■ WORK TO BE COMPLETED
Among the entries below, find every line that has "clap" and pull it out.

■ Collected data

···

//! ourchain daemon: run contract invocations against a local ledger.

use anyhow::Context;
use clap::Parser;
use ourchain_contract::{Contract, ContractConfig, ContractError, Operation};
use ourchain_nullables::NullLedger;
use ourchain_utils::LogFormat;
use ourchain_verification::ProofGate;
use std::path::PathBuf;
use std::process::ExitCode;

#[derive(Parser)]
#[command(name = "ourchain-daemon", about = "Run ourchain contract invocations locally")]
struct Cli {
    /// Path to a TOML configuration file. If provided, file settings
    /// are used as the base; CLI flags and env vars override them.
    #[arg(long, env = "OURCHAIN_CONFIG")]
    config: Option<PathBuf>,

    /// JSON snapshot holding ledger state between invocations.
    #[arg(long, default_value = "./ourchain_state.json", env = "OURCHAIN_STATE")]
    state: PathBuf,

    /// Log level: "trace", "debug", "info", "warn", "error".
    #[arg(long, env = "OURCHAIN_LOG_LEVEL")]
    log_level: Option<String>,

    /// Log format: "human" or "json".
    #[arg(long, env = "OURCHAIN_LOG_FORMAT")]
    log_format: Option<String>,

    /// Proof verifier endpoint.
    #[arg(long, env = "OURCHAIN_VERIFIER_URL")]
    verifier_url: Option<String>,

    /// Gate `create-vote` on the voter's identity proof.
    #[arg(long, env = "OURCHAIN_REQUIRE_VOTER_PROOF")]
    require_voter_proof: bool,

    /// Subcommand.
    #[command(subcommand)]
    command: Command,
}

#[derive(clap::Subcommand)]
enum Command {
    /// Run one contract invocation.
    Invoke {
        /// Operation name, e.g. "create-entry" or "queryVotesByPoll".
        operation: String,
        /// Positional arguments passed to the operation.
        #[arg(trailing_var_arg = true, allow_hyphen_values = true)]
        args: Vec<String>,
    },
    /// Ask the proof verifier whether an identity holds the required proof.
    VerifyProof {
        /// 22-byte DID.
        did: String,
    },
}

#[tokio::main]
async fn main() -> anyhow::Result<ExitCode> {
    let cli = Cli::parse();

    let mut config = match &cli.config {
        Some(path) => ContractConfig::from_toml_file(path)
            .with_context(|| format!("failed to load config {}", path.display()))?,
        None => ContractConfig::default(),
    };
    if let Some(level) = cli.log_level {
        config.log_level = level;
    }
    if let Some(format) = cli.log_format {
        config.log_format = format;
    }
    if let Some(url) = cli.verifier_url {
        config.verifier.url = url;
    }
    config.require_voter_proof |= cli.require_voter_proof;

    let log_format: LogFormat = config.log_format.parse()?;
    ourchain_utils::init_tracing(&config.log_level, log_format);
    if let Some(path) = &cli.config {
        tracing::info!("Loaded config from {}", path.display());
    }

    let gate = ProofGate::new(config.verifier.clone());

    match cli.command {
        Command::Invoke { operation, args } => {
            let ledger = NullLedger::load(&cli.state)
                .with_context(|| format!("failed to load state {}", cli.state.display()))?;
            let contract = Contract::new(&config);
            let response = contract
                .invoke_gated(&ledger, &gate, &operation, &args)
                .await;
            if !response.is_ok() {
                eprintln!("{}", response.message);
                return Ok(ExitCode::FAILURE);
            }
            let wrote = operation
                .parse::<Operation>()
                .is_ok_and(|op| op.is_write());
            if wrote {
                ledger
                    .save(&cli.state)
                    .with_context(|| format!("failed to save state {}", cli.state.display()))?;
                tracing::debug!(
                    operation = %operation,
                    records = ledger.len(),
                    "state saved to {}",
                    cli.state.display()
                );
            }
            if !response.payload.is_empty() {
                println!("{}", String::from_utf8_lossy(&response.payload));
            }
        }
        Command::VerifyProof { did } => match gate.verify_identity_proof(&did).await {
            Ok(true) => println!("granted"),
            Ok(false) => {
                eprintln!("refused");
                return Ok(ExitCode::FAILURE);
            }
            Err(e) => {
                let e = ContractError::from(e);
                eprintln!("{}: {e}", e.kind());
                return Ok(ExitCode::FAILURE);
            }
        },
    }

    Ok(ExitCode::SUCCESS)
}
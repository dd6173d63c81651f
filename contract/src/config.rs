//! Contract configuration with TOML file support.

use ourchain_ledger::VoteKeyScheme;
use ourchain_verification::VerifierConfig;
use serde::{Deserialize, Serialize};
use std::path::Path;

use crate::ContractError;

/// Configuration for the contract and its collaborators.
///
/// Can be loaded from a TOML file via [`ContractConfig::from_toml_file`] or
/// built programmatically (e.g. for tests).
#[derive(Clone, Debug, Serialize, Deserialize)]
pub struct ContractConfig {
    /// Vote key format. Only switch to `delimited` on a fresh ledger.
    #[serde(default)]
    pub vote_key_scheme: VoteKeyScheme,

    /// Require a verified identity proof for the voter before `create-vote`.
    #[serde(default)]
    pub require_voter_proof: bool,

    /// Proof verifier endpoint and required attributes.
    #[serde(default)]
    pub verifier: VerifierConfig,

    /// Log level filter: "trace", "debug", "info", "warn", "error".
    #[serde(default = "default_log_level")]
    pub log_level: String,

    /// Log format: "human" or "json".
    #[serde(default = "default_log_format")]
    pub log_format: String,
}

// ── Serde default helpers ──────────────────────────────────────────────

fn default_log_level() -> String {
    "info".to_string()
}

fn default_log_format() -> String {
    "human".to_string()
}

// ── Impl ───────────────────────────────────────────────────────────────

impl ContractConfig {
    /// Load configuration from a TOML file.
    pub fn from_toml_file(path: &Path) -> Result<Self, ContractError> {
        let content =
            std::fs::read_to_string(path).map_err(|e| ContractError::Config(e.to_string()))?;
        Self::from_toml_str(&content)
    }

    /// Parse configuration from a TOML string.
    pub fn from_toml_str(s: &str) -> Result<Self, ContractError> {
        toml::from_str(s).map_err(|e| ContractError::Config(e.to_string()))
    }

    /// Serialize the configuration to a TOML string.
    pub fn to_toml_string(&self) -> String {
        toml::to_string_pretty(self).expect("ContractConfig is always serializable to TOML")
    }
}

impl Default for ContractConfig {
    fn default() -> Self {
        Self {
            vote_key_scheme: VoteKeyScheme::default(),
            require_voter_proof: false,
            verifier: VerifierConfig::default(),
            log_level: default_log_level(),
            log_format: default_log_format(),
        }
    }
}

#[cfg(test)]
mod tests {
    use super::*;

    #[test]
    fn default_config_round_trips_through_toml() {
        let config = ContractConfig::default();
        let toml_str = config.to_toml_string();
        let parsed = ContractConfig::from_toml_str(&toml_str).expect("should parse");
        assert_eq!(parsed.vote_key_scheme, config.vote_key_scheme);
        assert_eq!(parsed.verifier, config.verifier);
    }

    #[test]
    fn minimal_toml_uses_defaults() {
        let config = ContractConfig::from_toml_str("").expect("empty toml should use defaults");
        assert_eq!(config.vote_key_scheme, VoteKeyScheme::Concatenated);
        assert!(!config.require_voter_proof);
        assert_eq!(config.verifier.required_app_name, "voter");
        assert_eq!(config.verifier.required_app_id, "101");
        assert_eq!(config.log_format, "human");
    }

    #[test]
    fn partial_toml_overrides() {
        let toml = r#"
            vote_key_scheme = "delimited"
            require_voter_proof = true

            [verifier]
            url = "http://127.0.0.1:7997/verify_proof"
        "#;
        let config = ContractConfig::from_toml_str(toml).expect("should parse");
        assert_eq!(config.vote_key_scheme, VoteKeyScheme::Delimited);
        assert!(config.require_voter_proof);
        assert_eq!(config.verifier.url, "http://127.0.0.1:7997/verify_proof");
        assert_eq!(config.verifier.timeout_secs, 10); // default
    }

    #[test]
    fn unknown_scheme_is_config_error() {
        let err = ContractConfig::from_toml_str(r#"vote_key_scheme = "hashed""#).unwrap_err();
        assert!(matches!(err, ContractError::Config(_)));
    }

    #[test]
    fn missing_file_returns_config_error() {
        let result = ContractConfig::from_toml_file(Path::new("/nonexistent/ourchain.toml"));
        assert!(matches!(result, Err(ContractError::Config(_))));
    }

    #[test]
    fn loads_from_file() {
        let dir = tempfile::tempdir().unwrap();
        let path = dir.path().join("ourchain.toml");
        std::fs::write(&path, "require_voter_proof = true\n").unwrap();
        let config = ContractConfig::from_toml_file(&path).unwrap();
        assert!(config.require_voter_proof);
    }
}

···

■ TASK RESPONSE
use clap::Parser;
#[derive(clap::Subcommand)]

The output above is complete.